L’argania spinosa est un arbre étonnant qui pousse principalement au Maroc, dans une région appelée « triangle de l’argane » : d’Essaouira et Agadir, distantes de 120km, d’Agadir à Taroudant, 70km à l’est. Cette surface est évaluée à 825 000 hectares. Il s’agit d’une espèce endémique. A l’exception de la région de Tindouf, dans le sud algérien, on ne le trouve nulle par ailleurs sur terre. Des arganiers (mâles) poussent en Amérique latine, mais ils ne donnent pas de fruit. Quand on circule dans le Sud marocain, on se familiarise rapidement avec son allure particulière : un tronc court divisé très bas en grosses banches noueuses, pareil à un buisson qui aurait grandi. On reconnaît son feuillage dense formant un demi-cercle, dispersé sur les plaines, les plateaux et les collines de l’arrière-pays.

On peut tout utiliser de l’arganier : son bois pour la construction et le chauffage, les feuilles et la chair de ses fruits pour nourrir les animaux, les coques des noyaux sont un combustible bon marché pour les populations rurales, son amande, dont on extrait l’huile d’argane. Même le dépôt de l’amande est aujourd’hui recyclé en tourteaux qui servent à nourrir le bétail. Enfin, l’arganier est le dernier rempart devant la progression du désert, car il retient les terres, assurent la photosynthèse, drainent les ressources en eau les plus profondes grâce à ses racines. L’arganier possède une résistance hors du commun. S’il ne pleut pas pendant une ou deux saison, il se rétracte, perd ses feuilles, il sèche, semble mort… Pourtant, dès la première pluie, pareil au phénix, il reprend vie, reconstitue son feuillage et prépare une nouvelle récolte de fruits.
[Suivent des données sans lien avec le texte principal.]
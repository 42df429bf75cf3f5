//! Retargeting behavior over synthetic header chains.

use std::collections::HashMap;

use lode_consensus::{
    bits_to_target, next_hive_work_required, next_work_required, target_to_bits, HeaderInfo,
    HeaderSource,
};
use lode_core::{ConsensusParams, Hash32};

struct FakeChain {
    headers: HashMap<Hash32, HeaderInfo>,
    tip: Hash32,
}

impl HeaderSource for FakeChain {
    fn header(&self, hash: &Hash32) -> Option<HeaderInfo> {
        self.headers.get(hash).copied()
    }
}

fn hash_for(height: u64) -> Hash32 {
    let mut bytes = [0u8; 32];
    bytes[..8].copy_from_slice(&height.to_le_bytes());
    bytes[31] = 0x99;
    Hash32(bytes)
}

/// Build a chain from (bits, time, nonce) specs, genesis first.
fn build_chain(specs: &[(u32, u64, u32)]) -> FakeChain {
    let mut headers = HashMap::new();
    let mut prev = Hash32::zero();
    let mut tip = Hash32::zero();
    for (height, (bits, time, nonce)) in specs.iter().enumerate() {
        let hash = hash_for(height as u64);
        headers.insert(
            hash,
            HeaderInfo {
                hash,
                prev,
                height: height as u64,
                time: *time,
                bits: *bits,
                nonce: *nonce,
            },
        );
        prev = hash;
        tip = hash;
    }
    FakeChain { headers, tip }
}

fn regtest_like_mainnet() -> ConsensusParams {
    // Mainnet rules but with the distribution phase collapsed so short
    // synthetic chains exercise the real retarget path.
    ConsensusParams {
        last_initial_distribution_height: 0,
        slow_start_blocks: 0,
        ..ConsensusParams::mainnet()
    }
}

#[test]
fn steady_state_keeps_target() {
    let params = regtest_like_mainnet();
    let bits = params.pow_limit_bits;
    let spacing = params.pow_target_spacing;

    let specs: Vec<(u32, u64, u32)> = (0..40).map(|i| (bits, 1_000 + i * spacing, 1)).collect();
    let chain = build_chain(&specs);

    let tip_time = specs.last().unwrap().1;
    let next = next_work_required(&chain, &chain.tip, tip_time + spacing, &params).unwrap();

    // Average of identical targets over an exact window: unchanged (up to
    // the per-term division rounding absorbed by compact encoding).
    assert_eq!(next, bits);
}

#[test]
fn fast_blocks_harden_and_clamp() {
    let params = regtest_like_mainnet();
    let bits = params.pow_limit_bits;

    // Blocks arriving instantly: actual timespan clamps to T/3.
    let specs: Vec<(u32, u64, u32)> = (0..40).map(|i| (bits, 1_000 + i, 1)).collect();
    let chain = build_chain(&specs);
    let tip_time = specs.last().unwrap().1;

    let next = next_work_required(&chain, &chain.tip, tip_time, &params).unwrap();

    let expected = {
        let window = 24u64;
        let mut avg = num_bigint::BigUint::default();
        for _ in 0..window {
            avg += bits_to_target(bits).unwrap() / window;
        }
        let target_timespan = window * params.pow_target_spacing;
        target_to_bits(&(avg * (target_timespan / 3) / target_timespan)).unwrap()
    };
    assert_eq!(next, expected);
    assert!(
        bits_to_target(next).unwrap() < bits_to_target(bits).unwrap(),
        "fast blocks must harden the target"
    );
}

#[test]
fn slow_blocks_ease_but_respect_limit() {
    let params = regtest_like_mainnet();
    let bits = params.pow_limit_bits;
    let spacing = params.pow_target_spacing;

    // Ten spacings per block: actual timespan clamps to 3T, but the result
    // cannot exceed the pow limit.
    let specs: Vec<(u32, u64, u32)> = (0..40)
        .map(|i| (bits, 1_000 + i * spacing * 10, 1))
        .collect();
    let chain = build_chain(&specs);
    let tip_time = specs.last().unwrap().1;

    let next = next_work_required(&chain, &chain.tip, tip_time, &params).unwrap();
    assert_eq!(next, params.pow_limit_bits);
}

#[test]
fn hive_blocks_are_skipped_by_pow_retarget() {
    let params = regtest_like_mainnet();
    let bits = params.pow_limit_bits;
    let spacing = params.pow_target_spacing;
    let hive_marker = params.hive_nonce_marker;

    // PoW-only chain: blocks at exact spacing.
    let pow_only: Vec<(u32, u64, u32)> =
        (0..40).map(|i| (bits, 1_000 + i * spacing, 1)).collect();
    let pow_chain = build_chain(&pow_only);
    let tip_time = pow_only.last().unwrap().1 + spacing;
    let expected = next_work_required(&pow_chain, &pow_chain.tip, tip_time, &params).unwrap();

    // Same PoW cadence with a Hive block (wild bits) after every PoW block.
    // Hive blocks share their parent's timestamp so the window anchor time
    // is identical in both chains.
    let mut mixed: Vec<(u32, u64, u32)> = Vec::new();
    for i in 0..40u64 {
        mixed.push((bits, 1_000 + i * spacing, 1));
        mixed.push((0x2077_ffff, 1_000 + i * spacing, hive_marker));
    }
    // Keep a PoW block on top so both tips see the same last PoW time.
    mixed.push((bits, 1_000 + 40 * spacing, 1));
    let mixed_chain = build_chain(&mixed);
    let mixed_tip_time = 1_000 + 41 * spacing;
    let got = next_work_required(&mixed_chain, &mixed_chain.tip, mixed_tip_time, &params).unwrap();

    assert_eq!(got, expected, "hive blocks must not influence the average");
}

#[test]
fn initial_distribution_returns_floor_bits() {
    let params = ConsensusParams::mainnet();
    let specs: Vec<(u32, u64, u32)> = (0..10)
        .map(|i| (params.pow_limit_bits, 1_000 + i * 60, 1))
        .collect();
    let chain = build_chain(&specs);

    // Tip height 9 is far below the distribution boundary.
    let next = next_work_required(&chain, &chain.tip, 10_000, &params).unwrap();
    assert_eq!(next, params.pow_limit_initial_bits);
}

#[test]
fn testnet_min_difficulty_after_long_gap() {
    let params = ConsensusParams {
        last_initial_distribution_height: 0,
        slow_start_blocks: 0,
        ..ConsensusParams::testnet()
    };
    let hard_bits = 0x1d00_ffff;
    let spacing = params.pow_target_spacing;

    let specs: Vec<(u32, u64, u32)> = (0..40).map(|i| (hard_bits, 1_000 + i * spacing, 1)).collect();
    let chain = build_chain(&specs);
    let tip_time = specs.last().unwrap().1;

    // A candidate more than ten spacings late drops to the limit.
    let late = next_work_required(&chain, &chain.tip, tip_time + spacing * 10 + 1, &params).unwrap();
    assert_eq!(late, params.pow_limit_bits);

    // A timely candidate retargets normally.
    let timely = next_work_required(&chain, &chain.tip, tip_time + spacing, &params).unwrap();
    assert_ne!(timely, params.pow_limit_bits);
}

#[test]
fn hive_retarget_without_hive_blocks_returns_limit() {
    let params = ConsensusParams::regtest();
    let specs: Vec<(u32, u64, u32)> = (0..20)
        .map(|i| (params.pow_limit_bits, 1_000 + i, 1))
        .collect();
    let chain = build_chain(&specs);

    let next = next_hive_work_required(&chain, &chain.tip, &params).unwrap();
    assert_eq!(next, params.pow_limit_hive_bits);
}

#[test]
fn hive_retarget_scales_with_block_density() {
    let params = ConsensusParams::regtest();
    let hive_bits = 0x2040_0000u32; // exactly halvable mantissa
    let marker = params.hive_nonce_marker;

    // One hive block every `hive_block_spacing_target` blocks: on target,
    // the average is returned unchanged.
    let mut specs: Vec<(u32, u64, u32)> = vec![(params.pow_limit_bits, 1_000, 1)];
    for i in 0..24u64 {
        if i % params.hive_block_spacing_target == 0 {
            specs.push((hive_bits, 1_001 + i, marker));
        } else {
            specs.push((params.pow_limit_bits, 1_001 + i, 1));
        }
    }
    let chain = build_chain(&specs);
    assert_eq!(
        next_hive_work_required(&chain, &chain.tip, &params).unwrap(),
        hive_bits
    );

    // Every block hive-mined: twice as dense as targeted, so the target
    // halves (harder).
    let mut dense: Vec<(u32, u64, u32)> = vec![(params.pow_limit_bits, 1_000, 1)];
    for i in 0..16u64 {
        dense.push((hive_bits, 1_001 + i, marker));
    }
    let dense_chain = build_chain(&dense);
    assert_eq!(
        next_hive_work_required(&dense_chain, &dense_chain.tip, &params).unwrap(),
        0x2020_0000
    );
}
Préparation de l’huile d’argane

Quatre étapes sont nécessaires pour arriver à l’amande de l’arganier : ramasser, sécher, enlever la pulpe des fruits, concasser. Quatre étapes essentiellement réalisées par les femmes marocaines. En effet, on ne cueille pas les fruits de l’arganier. Il est nécessaire d’attendre qu’ils tombent eux-mêmes de leur branche, qu’ils soient mûrs. C’est la condition pour que les amandes (chaque fruit peut en contenir trois) atteignent leur maturité. De plus, en gaulant les fruits, on abîmerait les bourgeons des nouvelles pousses qui porteront les fruits de la récolte suivante. Grâce à ces bourgeons apparents, il est possible de prévoir la récolte d’une année sur l’autre. Les femmes collectent les fruits dans de grands sacs pesant 6 abra (ancienne mesure de pesée marocaine, 6 abra = 66 kg environ). Les fruits sont ensuite étendus sur des aires de séchages ; dans les villages, ce sont les aires de battage des céréales. Il faut alors les protéger des chèvres, très friandes de leur pulpe. Une fois séchés, les fruits sont débarrassés de leur chair et les noix sont stockées dans des silos où, dans de bonnes conditions, elles se maintiennent jusqu’à deux ans sans se dégrader. Les femmes concassent les noix pour en extraire les amandes. Les coques sont très dures. Cette phase, comme les phases précédentes, est réalisée manuellement, avec deux pierres. L’extraction de l’huile des amandes est la seule phase nécessitant une machine, une presse. Car presser les amandes manuellement nécessite de rajouter de l’eau, ce qui complique ensuite la conservation de l’huile. En effet, l’humidité accélère les facteurs oxydatifs. Une presse mécanique permet aussi de s’assurer que la température du processus ne dépasse pas les normes d’une pression à froid (de 25 à 35° en moyenne). Avec un sac de 66kg de fruits, on obtient environ 4 kg d’amandes dont on extrait 2 litres d’huile.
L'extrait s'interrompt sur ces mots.